A Sense of Humor: I like a good epic story, and I want to feel like I’m in the middle of something grand, but a game should never be afraid to poke fun at itself, or at the conventions of the genre. It’s not an MMOG, but I cracked a smile at the beginning of Dragon Age, when, upon clearing a larder of giant rats, my companion remarked that it felt like the beginning of every old adventure tale he’d ever heard. Little jokes like that can go a long way.
A Top-Down Game: There are two schools of thought when it comes to content in MMOGs: There’s the “top-down” school, which suggests that the content should be largely created by the designers – you’ll be playing a very heavily-designed game – and then there’s the “bottom-up” school, in which the designer leaves a world for the players to create themselves (WoW vs EVE, essentially.) Between the two extremes, I lean towards the top-down end of the spectrum, since the developers tend to know what they’re doing a bit more, but that doesn’t mean that the game should be without…
User-Created Areas: It could be houses to decorate. It could be shops to set up. It could be entire towns, a la Star Wars Galaxies. But providing the player space to design is something woefully overlooked in MMOGs.
Cosmetic Gear: I was first introduced to the idea of a cosmetic set of gear in LotRO, but I still think it’s brilliant. We all know the pain of getting a shiny new piece of equipment only to find out that it either ruins the aesthetic of a cohesive set, or it just looks ugly all on its own. It’s got better stats, though, so you can’t turn it down , and must pay the ultimate fashion price. Giving players two sets of gear to wear, one for looks and one for stats, is just a no-brainer.
Giant Robots: Covered this one already, too.

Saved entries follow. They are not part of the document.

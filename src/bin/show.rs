use std::{error::Error, sync::Arc};

use chrono::Local;
use job_board::{
    init_logger, Board, BoardConfig, Credentials, JobDetail, RecruitingApi, TokenCache,
};

/// Renders one job's structured description.
/// Usage: `show JOB_ID`. Looks in the snapshot first, then asks the API.
fn main() -> Result<(), Box<dyn Error>> {
    init_logger(log::LevelFilter::Info);
    let id = std::env::args().nth(1).ok_or("usage: show JOB_ID")?;
    let config = BoardConfig::load(BoardConfig::PATH)?;

    let mut board = Board::new(config.page_size, config.sort);
    if let Err(err) = board.load_snapshot(&config.snapshot_path) {
        log::warn!("{}", err);
    }
    let cached = board
        .jobs()
        .iter()
        .rev()
        .find(|job| job.id == id || job.encrypted_id.as_deref() == Some(id.as_str()))
        .cloned();
    let job = match cached {
        Some(job) => job,
        None => {
            let api = RecruitingApi::new(
                config,
                Credentials::from_env()?,
                Arc::new(TokenCache::new()),
            )?;
            api.fetch_job(&id)?
        }
    };

    println!("{}", JobDetail::new(&job, Local::now().date_naive()));
    Ok(())
}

The number one thing any new MMOG needs to do, of course, is “Launch a finished product.” With millions of lines of code and a huge world, it’s only natural that there will be some bugs, and that’s okay. But if some aspects of the game blatantly don’t work, they shouldn’t go live. Dealing with server issues and growing pains is one thing, releasing an unfinished game is another issue entirely.
I think that’s a fairly simple and reasonable list. So why don’t more MMOGs do these things?
Ah, well. We can still hope for The Old Republic, or whatever Blizzard’s working on in its secret laboratory.
John Funk would kill a man in Reno, just to watch him die. And to get cosmetic gear in WoW – that too.